Et Marcos n'a pas tout à fait tort : avec son arrière court facilement transformable (lire notre Point technique sur la NineT) et ses périphériques sportifs, la BMW dégage à l'arrêt un dynamisme inattendu dans la catégorie rétro. En roulant ce n'est pas triste non plus, d'où l'appellation "rétro-active" donnée par MNC à la nineT après son premier contact en Andalousie !

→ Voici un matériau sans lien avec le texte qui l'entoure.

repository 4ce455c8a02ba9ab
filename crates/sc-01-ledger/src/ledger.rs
//! # Dual-View Ledger
//!
//! One versioned key space presented through two independent overlays:
//!
//! - the **admission** overlay, mutated by pre-consensus checks and discarded
//!   at every commit;
//! - the **execution** overlay, mutated by in-block delivery and flushed into
//!   the store at every commit.
//!
//! Both overlays read through to the last committed state. Values are
//! bincode-encoded, so any `Serialize + DeserializeOwned` type can be stored
//! under a key; controllers keep several record kinds apart with key prefixes.
//!
//! The ledger itself is not synchronised. Each controller owns exactly one
//! ledger behind exactly one lock.

use crate::domain::{state_hash, BatchOperation, LedgerResult};
use crate::ports::{StoreSnapshot, VersionedStore};
use serde::de::DeserializeOwned;
use serde::Serialize;
use shared_types::{ExecMode, Hash};
use std::collections::BTreeMap;
use tracing::debug;

/// Pending writes of one view. `None` marks a deletion.
type Overlay = BTreeMap<Vec<u8>, Option<Vec<u8>>>;

/// Versioned ledger with an admission view and an execution view.
pub struct DualViewLedger {
    name: &'static str,
    store: Box<dyn VersionedStore>,
    admission: Overlay,
    execution: Overlay,
}

impl DualViewLedger {
    /// Wrap a store. The store's current version is the ledger's version.
    pub fn new(name: &'static str, store: Box<dyn VersionedStore>) -> Self {
        Self {
            name,
            store,
            admission: Overlay::new(),
            execution: Overlay::new(),
        }
    }

    pub fn name(&self) -> &'static str {
        self.name
    }

    /// Last committed version.
    pub fn version(&self) -> u64 {
        self.store.version()
    }

    fn overlay(&self, mode: ExecMode) -> &Overlay {
        match mode {
            ExecMode::Admission => &self.admission,
            ExecMode::Execution => &self.execution,
        }
    }

    fn overlay_mut(&mut self, mode: ExecMode) -> &mut Overlay {
        match mode {
            ExecMode::Admission => &mut self.admission,
            ExecMode::Execution => &mut self.execution,
        }
    }

    /// Number of keys written or deleted in the given view since the last
    /// commit.
    pub fn pending_writes(&self, mode: ExecMode) -> usize {
        self.overlay(mode).len()
    }

    /// Raw bytes stored under `key` in the given view.
    pub fn get_raw(&self, key: &[u8], mode: ExecMode) -> LedgerResult<Option<Vec<u8>>> {
        match self.overlay(mode).get(key) {
            Some(pending) => Ok(pending.clone()),
            None => self.store.get(key),
        }
    }

    /// Decoded value stored under `key` in the given view.
    pub fn get<T: DeserializeOwned>(&self, key: &[u8], mode: ExecMode) -> LedgerResult<Option<T>> {
        match self.get_raw(key, mode)? {
            Some(bytes) => Ok(Some(bincode::deserialize(&bytes)?)),
            None => Ok(None),
        }
    }

    pub fn contains(&self, key: &[u8], mode: ExecMode) -> LedgerResult<bool> {
        Ok(self.get_raw(key, mode)?.is_some())
    }

    /// Write `value` under `key` in the given view.
    pub fn set<T: Serialize>(&mut self, key: &[u8], value: &T, mode: ExecMode) -> LedgerResult<()> {
        let bytes = bincode::serialize(value)?;
        self.overlay_mut(mode).insert(key.to_vec(), Some(bytes));
        Ok(())
    }

    /// Delete `key` in the given view.
    pub fn delete(&mut self, key: &[u8], mode: ExecMode) {
        self.overlay_mut(mode).insert(key.to_vec(), None);
    }

    /// All decoded entries under `prefix` in the given view, ascending by key.
    pub fn scan_prefix<T: DeserializeOwned>(
        &self,
        prefix: &[u8],
        mode: ExecMode,
    ) -> LedgerResult<Vec<(Vec<u8>, T)>> {
        let mut merged: BTreeMap<Vec<u8>, Vec<u8>> =
            self.store.scan_prefix(prefix)?.into_iter().collect();

        let overlay = self.overlay(mode);
        for (key, pending) in overlay
            .range(prefix.to_vec()..)
            .take_while(|(k, _)| k.starts_with(prefix))
        {
            match pending {
                Some(bytes) => {
                    merged.insert(key.clone(), bytes.clone());
                }
                None => {
                    merged.remove(key);
                }
            }
        }

        merged
            .into_iter()
            .map(|(key, bytes)| Ok((key, bincode::deserialize(&bytes)?)))
            .collect()
    }

    /// Hash the committed state would have if the execution view were
    /// committed now.
    pub fn working_hash(&self) -> LedgerResult<Hash> {
        if self.execution.is_empty() {
            return self.store.working_hash();
        }

        let mut merged: BTreeMap<Vec<u8>, Vec<u8>> =
            self.store.scan_prefix(&[])?.into_iter().collect();
        for (key, pending) in &self.execution {
            match pending {
                Some(bytes) => {
                    merged.insert(key.clone(), bytes.clone());
                }
                None => {
                    merged.remove(key);
                }
            }
        }
        Ok(state_hash(
            merged.iter().map(|(k, v)| (k.as_slice(), v.as_slice())),
        ))
    }

    /// Flush the execution view into the store and commit a new version.
    ///
    /// Both overlays are cleared: the next read from either view sees the
    /// freshly committed state.
    pub fn commit(&mut self) -> LedgerResult<(Hash, u64)> {
        let pending = std::mem::take(&mut self.execution);
        let writes = pending.len();
        let operations = pending
            .into_iter()
            .map(|(key, value)| match value {
                Some(bytes) => BatchOperation::put(key, bytes),
                None => BatchOperation::delete(key),
            })
            .collect();

        self.store.write_batch(operations)?;
        let (hash, version) = self.store.commit()?;
        self.admission.clear();

        debug!(
            "[ledger:{}] committed version {} ({} writes)",
            self.name, version, writes
        );
        Ok((hash, version))
    }

    /// Drop both overlays without committing.
    pub fn discard(&mut self) {
        self.admission.clear();
        self.execution.clear();
    }

    /// Read-only view of a committed version.
    pub fn immutable_at(&self, version: u64) -> LedgerResult<ImmutableLedger> {
        Ok(ImmutableLedger {
            name: self.name,
            snapshot: self.store.snapshot_at(version)?,
        })
    }

    /// Discard pending writes and release the store.
    pub fn close(&mut self) -> LedgerResult<()> {
        self.discard();
        self.store.close()
    }
}

/// Read-only projection of one committed ledger version.
///
/// There are no mutating methods: historical queries cannot write.
pub struct ImmutableLedger {
    name: &'static str,
    snapshot: Box<dyn StoreSnapshot>,
}

impl ImmutableLedger {
    pub fn name(&self) -> &'static str {
        self.name
    }

    pub fn version(&self) -> u64 {
        self.snapshot.version()
    }

    pub fn get<T: DeserializeOwned>(&self, key: &[u8]) -> LedgerResult<Option<T>> {
        match self.snapshot.get(key)? {
            Some(bytes) => Ok(Some(bincode::deserialize(&bytes)?)),
            None => Ok(None),
        }
    }

    pub fn scan_prefix<T: DeserializeOwned>(&self, prefix: &[u8]) -> LedgerResult<Vec<(Vec<u8>, T)>> {
        self.snapshot
            .scan_prefix(prefix)?
            .into_iter()
            .map(|(key, bytes)| Ok((key, bincode::deserialize(&bytes)?)))
            .collect()
    }
}
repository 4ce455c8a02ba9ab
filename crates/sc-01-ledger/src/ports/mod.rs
pub mod outbound;

pub use outbound::*;
//! # Transaction Context
//!
//! `TrxContext` is the per-transaction execution frame: created by
//! `TrxContextBuilder::build`, passed through every handler, dropped when the
//! transaction completes. It is never persisted.

use crate::domain::codec::{decode_trx, trx_hash};
use crate::domain::crypto::recover_signer;
use crate::domain::entities::{Trx, TrxKind, TrxPayload};
use crate::ports::{ContextResolver, TrxHandlers};
use shared_types::{short_hex, to_hex, Account, AppError, AppResult, ExecMode, GovParams, Hash};
use std::sync::Arc;
use tracing::debug;

/// Execution frame of one transaction.
pub struct TrxContext {
    pub trx: Trx,
    /// SHA-256 of the raw wire bytes.
    pub tx_hash: Hash,
    /// Height of the block the transaction is checked against or included in.
    pub height: u64,
    pub mode: ExecMode,
    /// Sender as resolved at build time, nonce already advanced.
    pub sender: Account,
    /// Receiver as resolved at build time. `None` when it does not exist yet.
    pub receiver: Option<Account>,
    /// Compressed sender public key. Empty in admission mode.
    pub sender_pubkey: Vec<u8>,
    /// amount + gas.
    pub needed_funds: u128,
    pub gas_used: u64,
    /// Vote state overwritten by a voting transaction, for revert.
    pub replaced_vote: Option<ReplacedVote>,
    /// Governance parameters snapshotted at build time.
    pub params: GovParams,
    pub handlers: TrxHandlers,
}

/// A voter's choice and the proposal's majority option before a vote.
#[derive(Clone, Copy, Debug, Default, PartialEq, Eq)]
pub struct ReplacedVote {
    pub choice: Option<usize>,
    pub major_option: Option<usize>,
}

impl TrxContext {
    pub fn kind(&self) -> TrxKind {
        self.trx.kind()
    }

    pub fn is_execution(&self) -> bool {
        self.mode.is_execution()
    }
}

/// Builds `TrxContext`s from raw transaction bytes.
#[derive(Clone)]
pub struct TrxContextBuilder {
    resolver: Arc<dyn ContextResolver>,
}

impl TrxContextBuilder {
    pub fn new(resolver: Arc<dyn ContextResolver>) -> Self {
        Self { resolver }
    }

    /// Decode, check and resolve a transaction.
    ///
    /// Checks run in order: decode, amount, sender lookup, nonce, funds and,
    /// in execution mode only, signature recovery. The first failure wins.
    pub fn build(&self, raw: &[u8], height: u64, mode: ExecMode) -> AppResult<TrxContext> {
        let trx = decode_trx(raw)?;
        check_amount(&trx)?;

        let mut sender = self
            .resolver
            .find_account(&trx.from, mode)?
            .ok_or_else(|| AppError::AccountNotFound(to_hex(&trx.from)))?;

        let expected = sender.nonce + 1;
        if trx.nonce != expected {
            return Err(AppError::InvalidNonce {
                expected,
                actual: trx.nonce,
            });
        }
        sender.bump_nonce();

        let needed_funds = trx
            .amount
            .checked_add(u128::from(trx.gas))
            .ok_or(AppError::Overflow("amount + gas"))?;
        if sender.balance < needed_funds {
            return Err(AppError::InsufficientFunds {
                required: needed_funds,
                available: sender.balance,
            });
        }

        let sender_pubkey = match mode {
            ExecMode::Execution => {
                let (signer, pubkey) = recover_signer(&trx)?;
                if signer != trx.from {
                    return Err(AppError::InvalidSignature);
                }
                pubkey
            }
            ExecMode::Admission => {
                if trx.sig.len() != 65 {
                    return Err(AppError::InvalidSignature);
                }
                Vec::new()
            }
        };

        let receiver = self.resolver.find_account(&trx.to, mode)?;
        let params = self.resolver.gov_params(mode)?;
        let tx_hash = trx_hash(raw);

        debug!(
            "[sc-02] built {} context {} from {} nonce {} ({})",
            trx.kind().as_str(),
            short_hex(&tx_hash),
            short_hex(&trx.from),
            trx.nonce,
            mode.label()
        );

        Ok(TrxContext {
            trx,
            tx_hash,
            height,
            mode,
            sender,
            receiver,
            sender_pubkey,
            needed_funds,
            gas_used: 0,
            replaced_vote: None,
            params,
            handlers: self.resolver.handlers(),
        })
    }
}

/// Value-moving payloads need a positive amount, the others none at all.
fn check_amount(trx: &Trx) -> AppResult<()> {
    let ok = match trx.payload {
        TrxPayload::Transfer | TrxPayload::Staking => trx.amount > 0,
        TrxPayload::Unstaking { .. } | TrxPayload::Proposal(_) | TrxPayload::Voting { .. } => {
            trx.amount == 0
        }
    };
    if ok {
        Ok(())
    } else {
        Err(AppError::InvalidAmount)
    }
}

#[cfg(test)]
mod tests {
    use super::*;
    use crate::domain::codec::encode_trx;
    use crate::test_utils::{MockResolver, TestWallet};

    fn setup(balance: u128) -> (TestWallet, Arc<MockResolver>, TrxContextBuilder) {
        let wallet = TestWallet::from_seed(1);
        let resolver = Arc::new(MockResolver::new());
        resolver.put(Account::new(wallet.address).with_balance(balance));
        let builder = TrxContextBuilder::new(resolver.clone());
        (wallet, resolver, builder)
    }

    #[test]
    fn test_build_transfer_in_execution_mode() {
        let (wallet, _, builder) = setup(1_000);
        let raw = wallet.signed_transfer([7u8; 20], 1, 100, 10);

        let ctx = builder.build(&raw, 5, ExecMode::Execution).unwrap();

        assert_eq!(ctx.tx_hash, trx_hash(&raw));
        assert_eq!(ctx.height, 5);
        assert_eq!(ctx.sender.nonce, 1);
        assert_eq!(ctx.needed_funds, 110);
        assert_eq!(ctx.gas_used, 0);
        assert_eq!(ctx.sender_pubkey.len(), 33);
        assert!(ctx.receiver.is_none());
    }

    #[test]
    fn test_build_rejects_malformed_bytes() {
        let (_, _, builder) = setup(1_000);
        let err = builder.build(&[1, 2, 3], 1, ExecMode::Admission).err().unwrap();
        assert_eq!(err.code(), 1);
    }

    #[test]
    fn test_build_rejects_zero_transfer_amount() {
        let (wallet, _, builder) = setup(1_000);
        let raw = wallet.signed_transfer([7u8; 20], 1, 0, 10);
        let err = builder.build(&raw, 1, ExecMode::Admission).err().unwrap();
        assert_eq!(err, AppError::InvalidAmount);
    }

    #[test]
    fn test_build_rejects_amount_on_voting() {
        let (wallet, _, builder) = setup(1_000);
        let mut trx = Trx::new(
            wallet.address,
            [0u8; 20],
            1,
            5,
            10,
            TrxPayload::Voting {
                tx_hash: [1u8; 32],
                choice: 0,
            },
        );
        let raw = wallet.sign(&mut trx);
        let err = builder.build(&raw, 1, ExecMode::Admission).err().unwrap();
        assert_eq!(err, AppError::InvalidAmount);
    }

    #[test]
    fn test_build_rejects_unknown_sender() {
        let (_, _, builder) = setup(1_000);
        let stranger = TestWallet::from_seed(99);
        let raw = stranger.signed_transfer([7u8; 20], 1, 1, 10);
        let err = builder.build(&raw, 1, ExecMode::Admission).err().unwrap();
        assert!(matches!(err, AppError::AccountNotFound(_)));
    }

    #[test]
    fn test_build_rejects_wrong_nonce_in_both_modes() {
        let (wallet, _, builder) = setup(1_000);
        for nonce in [0, 2, 7] {
            let raw = wallet.signed_transfer([7u8; 20], nonce, 1, 10);
            for mode in [ExecMode::Admission, ExecMode::Execution] {
                let err = builder.build(&raw, 1, mode).err().unwrap();
                assert_eq!(
                    err,
                    AppError::InvalidNonce {
                        expected: 1,
                        actual: nonce
                    }
                );
            }
        }
    }

    #[test]
    fn test_build_rejects_insufficient_funds() {
        let (wallet, _, builder) = setup(100);
        let raw = wallet.signed_transfer([7u8; 20], 1, 95, 10);
        let err = builder.build(&raw, 1, ExecMode::Admission).err().unwrap();
        assert_eq!(
            err,
            AppError::InsufficientFunds {
                required: 105,
                available: 100
            }
        );
    }

    #[test]
    fn test_execution_mode_rejects_foreign_signature() {
        let (wallet, _, builder) = setup(1_000);
        let forger = TestWallet::from_seed(2);

        // Claims to be `wallet` but is signed by `forger`.
        let mut trx = Trx::transfer(wallet.address, [7u8; 20], 1, 1, 10);
        let raw = forger.sign(&mut trx);

        assert!(builder.build(&raw, 1, ExecMode::Admission).is_ok());
        let err = builder.build(&raw, 1, ExecMode::Execution).err().unwrap();
        assert_eq!(err, AppError::InvalidSignature);
    }

    #[test]
    fn test_admission_mode_requires_signature_bytes() {
        let (wallet, _, builder) = setup(1_000);
        let trx = Trx::transfer(wallet.address, [7u8; 20], 1, 1, 10);
        let raw = encode_trx(&trx).unwrap();
        let err = builder.build(&raw, 1, ExecMode::Admission).err().unwrap();
        assert_eq!(err, AppError::InvalidSignature);
    }

    #[test]
    fn test_build_resolves_existing_receiver() {
        let (wallet, resolver, builder) = setup(1_000);
        resolver.put(Account::new([7u8; 20]).with_balance(3));
        let raw = wallet.signed_transfer([7u8; 20], 1, 1, 10);

        let ctx = builder.build(&raw, 1, ExecMode::Admission).unwrap();
        assert_eq!(ctx.receiver.map(|a| a.balance), Some(3));
        assert!(ctx.sender_pubkey.is_empty());
    }
}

Carrément classe les classiques !
A l'évidence, lorsque BMW, Honda et Triumph se penchent dans le "rétro", chacun n'y voit pas exactement la même chose. Du côté d'Hinckley par exemple, si la Bonneville surfe au sommet de la vague rétro, ce n'est pas parce qu'elle "fait" classique mais parce qu'elle l'est ! Bien sûr, l'icône britannique a évolué depuis sa sortie en 1959 et s'est même modernisée jusqu'à adopter l'injection en 2008 (lire notamment notre Duel MNC Bonneville SE Vs Kawasaki W800).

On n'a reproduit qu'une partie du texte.